** Opening Record set block **
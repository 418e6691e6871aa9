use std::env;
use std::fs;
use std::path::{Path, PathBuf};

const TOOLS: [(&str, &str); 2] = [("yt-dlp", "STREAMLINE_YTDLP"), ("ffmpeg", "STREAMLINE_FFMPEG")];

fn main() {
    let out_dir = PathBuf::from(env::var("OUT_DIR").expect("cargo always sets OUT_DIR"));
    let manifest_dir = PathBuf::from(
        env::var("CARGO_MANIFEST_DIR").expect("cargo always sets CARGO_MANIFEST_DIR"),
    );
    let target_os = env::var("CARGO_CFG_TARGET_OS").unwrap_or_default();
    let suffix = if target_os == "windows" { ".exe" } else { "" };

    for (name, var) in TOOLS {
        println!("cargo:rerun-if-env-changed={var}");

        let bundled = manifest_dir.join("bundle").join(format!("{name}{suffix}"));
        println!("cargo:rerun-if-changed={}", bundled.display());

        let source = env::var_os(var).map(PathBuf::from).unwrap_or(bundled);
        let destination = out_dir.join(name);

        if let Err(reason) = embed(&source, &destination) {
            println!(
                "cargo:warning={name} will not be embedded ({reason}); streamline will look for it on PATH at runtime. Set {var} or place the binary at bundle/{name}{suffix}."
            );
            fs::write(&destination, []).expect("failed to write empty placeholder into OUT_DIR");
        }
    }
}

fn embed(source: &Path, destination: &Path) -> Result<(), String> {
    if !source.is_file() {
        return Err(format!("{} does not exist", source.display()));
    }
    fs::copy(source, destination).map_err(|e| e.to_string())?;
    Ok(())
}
** Closing Record set block **
** Opening Record set block **
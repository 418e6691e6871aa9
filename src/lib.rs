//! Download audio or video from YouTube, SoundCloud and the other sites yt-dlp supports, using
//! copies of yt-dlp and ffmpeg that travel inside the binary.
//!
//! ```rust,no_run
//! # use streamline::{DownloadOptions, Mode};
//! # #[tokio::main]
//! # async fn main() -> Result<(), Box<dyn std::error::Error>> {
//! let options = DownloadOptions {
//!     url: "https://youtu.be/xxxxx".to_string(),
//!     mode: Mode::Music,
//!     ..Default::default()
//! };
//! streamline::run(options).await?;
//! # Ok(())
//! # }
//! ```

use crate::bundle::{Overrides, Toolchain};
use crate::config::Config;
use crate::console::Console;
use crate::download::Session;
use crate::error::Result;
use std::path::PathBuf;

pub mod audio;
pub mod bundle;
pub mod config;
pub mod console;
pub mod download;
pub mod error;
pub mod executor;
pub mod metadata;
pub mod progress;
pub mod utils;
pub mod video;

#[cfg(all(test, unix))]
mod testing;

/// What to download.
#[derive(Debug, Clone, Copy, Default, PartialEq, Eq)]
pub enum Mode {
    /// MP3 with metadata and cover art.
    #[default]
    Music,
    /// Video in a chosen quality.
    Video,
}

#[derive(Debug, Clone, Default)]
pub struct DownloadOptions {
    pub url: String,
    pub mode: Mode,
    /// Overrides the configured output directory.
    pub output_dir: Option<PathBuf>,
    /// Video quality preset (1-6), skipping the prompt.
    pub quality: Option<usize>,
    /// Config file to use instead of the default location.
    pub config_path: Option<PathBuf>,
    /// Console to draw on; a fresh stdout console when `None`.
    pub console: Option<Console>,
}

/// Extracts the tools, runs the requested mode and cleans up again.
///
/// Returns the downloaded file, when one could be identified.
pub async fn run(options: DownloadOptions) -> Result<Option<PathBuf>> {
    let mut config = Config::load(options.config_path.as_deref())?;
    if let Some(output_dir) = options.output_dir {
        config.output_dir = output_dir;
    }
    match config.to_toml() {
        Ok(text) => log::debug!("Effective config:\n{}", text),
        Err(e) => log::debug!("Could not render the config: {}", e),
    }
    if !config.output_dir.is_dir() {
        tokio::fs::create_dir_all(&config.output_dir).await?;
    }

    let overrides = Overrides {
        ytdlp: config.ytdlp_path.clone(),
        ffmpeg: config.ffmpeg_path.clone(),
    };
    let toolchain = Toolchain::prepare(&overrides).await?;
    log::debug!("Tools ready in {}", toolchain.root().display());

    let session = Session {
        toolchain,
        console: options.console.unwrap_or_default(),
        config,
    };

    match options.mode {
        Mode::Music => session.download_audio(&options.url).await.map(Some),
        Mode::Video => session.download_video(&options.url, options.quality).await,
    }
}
** Closing Record set block **
** Opening Record set block **
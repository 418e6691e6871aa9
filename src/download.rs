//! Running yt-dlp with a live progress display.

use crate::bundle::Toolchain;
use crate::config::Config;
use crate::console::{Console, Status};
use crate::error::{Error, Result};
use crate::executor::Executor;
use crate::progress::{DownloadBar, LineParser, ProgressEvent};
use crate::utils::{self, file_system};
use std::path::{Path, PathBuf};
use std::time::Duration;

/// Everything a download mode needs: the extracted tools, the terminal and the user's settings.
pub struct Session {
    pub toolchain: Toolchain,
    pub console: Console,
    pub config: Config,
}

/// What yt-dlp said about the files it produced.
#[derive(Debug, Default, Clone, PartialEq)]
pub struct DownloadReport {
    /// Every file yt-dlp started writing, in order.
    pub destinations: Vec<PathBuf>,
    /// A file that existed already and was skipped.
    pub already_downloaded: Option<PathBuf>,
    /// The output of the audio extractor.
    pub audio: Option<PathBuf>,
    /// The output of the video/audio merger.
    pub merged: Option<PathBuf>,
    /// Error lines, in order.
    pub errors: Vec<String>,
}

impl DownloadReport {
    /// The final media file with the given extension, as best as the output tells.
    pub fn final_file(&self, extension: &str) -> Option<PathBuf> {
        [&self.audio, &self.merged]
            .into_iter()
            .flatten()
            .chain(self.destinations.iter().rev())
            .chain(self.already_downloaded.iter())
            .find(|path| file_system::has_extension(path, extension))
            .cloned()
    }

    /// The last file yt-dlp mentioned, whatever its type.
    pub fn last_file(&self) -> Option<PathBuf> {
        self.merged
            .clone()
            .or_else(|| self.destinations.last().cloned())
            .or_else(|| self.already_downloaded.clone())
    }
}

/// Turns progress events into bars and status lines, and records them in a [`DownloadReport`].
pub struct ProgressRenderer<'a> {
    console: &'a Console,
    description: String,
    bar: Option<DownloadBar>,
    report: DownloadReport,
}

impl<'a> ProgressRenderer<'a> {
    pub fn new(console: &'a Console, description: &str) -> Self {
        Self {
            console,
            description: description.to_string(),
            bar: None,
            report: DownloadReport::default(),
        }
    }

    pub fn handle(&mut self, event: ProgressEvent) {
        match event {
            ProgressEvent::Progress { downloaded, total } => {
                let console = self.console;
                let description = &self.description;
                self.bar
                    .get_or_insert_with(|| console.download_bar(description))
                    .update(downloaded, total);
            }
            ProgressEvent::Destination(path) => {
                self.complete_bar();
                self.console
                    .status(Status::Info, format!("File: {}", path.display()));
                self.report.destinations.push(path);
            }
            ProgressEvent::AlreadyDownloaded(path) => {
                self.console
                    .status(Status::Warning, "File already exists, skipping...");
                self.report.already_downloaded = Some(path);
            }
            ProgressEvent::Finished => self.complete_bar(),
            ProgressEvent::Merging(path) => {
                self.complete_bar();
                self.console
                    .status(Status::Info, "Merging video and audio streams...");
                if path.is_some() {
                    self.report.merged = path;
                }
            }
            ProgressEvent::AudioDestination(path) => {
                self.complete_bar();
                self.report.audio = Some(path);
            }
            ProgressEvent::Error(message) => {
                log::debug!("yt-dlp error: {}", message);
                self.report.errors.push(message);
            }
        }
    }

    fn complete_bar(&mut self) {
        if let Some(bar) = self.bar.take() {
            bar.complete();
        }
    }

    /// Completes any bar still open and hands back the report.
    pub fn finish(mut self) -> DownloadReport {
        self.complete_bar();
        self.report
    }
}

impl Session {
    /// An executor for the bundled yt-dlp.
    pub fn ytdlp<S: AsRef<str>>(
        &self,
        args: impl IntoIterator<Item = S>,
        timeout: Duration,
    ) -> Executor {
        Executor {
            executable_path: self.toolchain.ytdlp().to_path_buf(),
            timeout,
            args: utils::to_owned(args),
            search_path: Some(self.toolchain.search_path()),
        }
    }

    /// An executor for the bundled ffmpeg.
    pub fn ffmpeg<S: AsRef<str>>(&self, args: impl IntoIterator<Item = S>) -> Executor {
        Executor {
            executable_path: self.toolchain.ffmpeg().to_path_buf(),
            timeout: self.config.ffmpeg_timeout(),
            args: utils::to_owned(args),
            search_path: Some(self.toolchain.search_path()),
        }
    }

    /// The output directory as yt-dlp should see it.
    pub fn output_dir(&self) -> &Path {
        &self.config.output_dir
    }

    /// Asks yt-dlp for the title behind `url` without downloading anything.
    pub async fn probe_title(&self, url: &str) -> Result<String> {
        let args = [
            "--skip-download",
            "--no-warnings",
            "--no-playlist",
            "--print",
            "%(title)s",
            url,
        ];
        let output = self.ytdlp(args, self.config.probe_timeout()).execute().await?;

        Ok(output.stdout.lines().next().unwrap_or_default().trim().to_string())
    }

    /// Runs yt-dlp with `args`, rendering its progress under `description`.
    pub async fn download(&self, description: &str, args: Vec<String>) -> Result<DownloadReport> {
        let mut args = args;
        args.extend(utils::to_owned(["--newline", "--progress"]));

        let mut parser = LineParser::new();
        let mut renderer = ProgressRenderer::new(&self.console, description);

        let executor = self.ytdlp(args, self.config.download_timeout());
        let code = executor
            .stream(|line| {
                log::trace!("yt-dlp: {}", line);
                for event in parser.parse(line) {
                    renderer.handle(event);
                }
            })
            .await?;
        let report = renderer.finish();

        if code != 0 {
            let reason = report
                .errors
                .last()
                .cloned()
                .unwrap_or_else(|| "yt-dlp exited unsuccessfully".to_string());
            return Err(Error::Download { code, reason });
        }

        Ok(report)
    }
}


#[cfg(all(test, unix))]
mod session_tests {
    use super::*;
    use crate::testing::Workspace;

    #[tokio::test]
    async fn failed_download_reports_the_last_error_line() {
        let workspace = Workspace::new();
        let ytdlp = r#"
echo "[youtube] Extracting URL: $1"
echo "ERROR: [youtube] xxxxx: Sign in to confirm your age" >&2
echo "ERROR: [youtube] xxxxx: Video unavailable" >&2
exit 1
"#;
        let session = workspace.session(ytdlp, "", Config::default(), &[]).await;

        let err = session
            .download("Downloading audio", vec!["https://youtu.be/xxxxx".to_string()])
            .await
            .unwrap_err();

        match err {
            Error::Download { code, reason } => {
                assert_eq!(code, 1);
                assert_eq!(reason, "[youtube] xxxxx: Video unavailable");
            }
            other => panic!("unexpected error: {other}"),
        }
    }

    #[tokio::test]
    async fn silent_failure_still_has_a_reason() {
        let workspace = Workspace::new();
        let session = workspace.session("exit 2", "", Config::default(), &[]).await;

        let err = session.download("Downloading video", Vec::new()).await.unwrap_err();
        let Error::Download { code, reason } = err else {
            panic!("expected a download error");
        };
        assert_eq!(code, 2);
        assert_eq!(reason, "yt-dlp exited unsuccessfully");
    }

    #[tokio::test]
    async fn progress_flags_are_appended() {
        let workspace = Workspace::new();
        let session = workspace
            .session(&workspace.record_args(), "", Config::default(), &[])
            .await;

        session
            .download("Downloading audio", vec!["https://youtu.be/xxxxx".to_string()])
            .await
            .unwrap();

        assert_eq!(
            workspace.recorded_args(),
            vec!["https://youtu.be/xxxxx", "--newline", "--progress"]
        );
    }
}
** Closing Record set block **
■ What you will do
For each line in the entries that holds "LineParser", return that line.

■ Result of this exercise
use crate::progress::{DownloadBar, LineParser, ProgressEvent};
        let mut parser = LineParser::new();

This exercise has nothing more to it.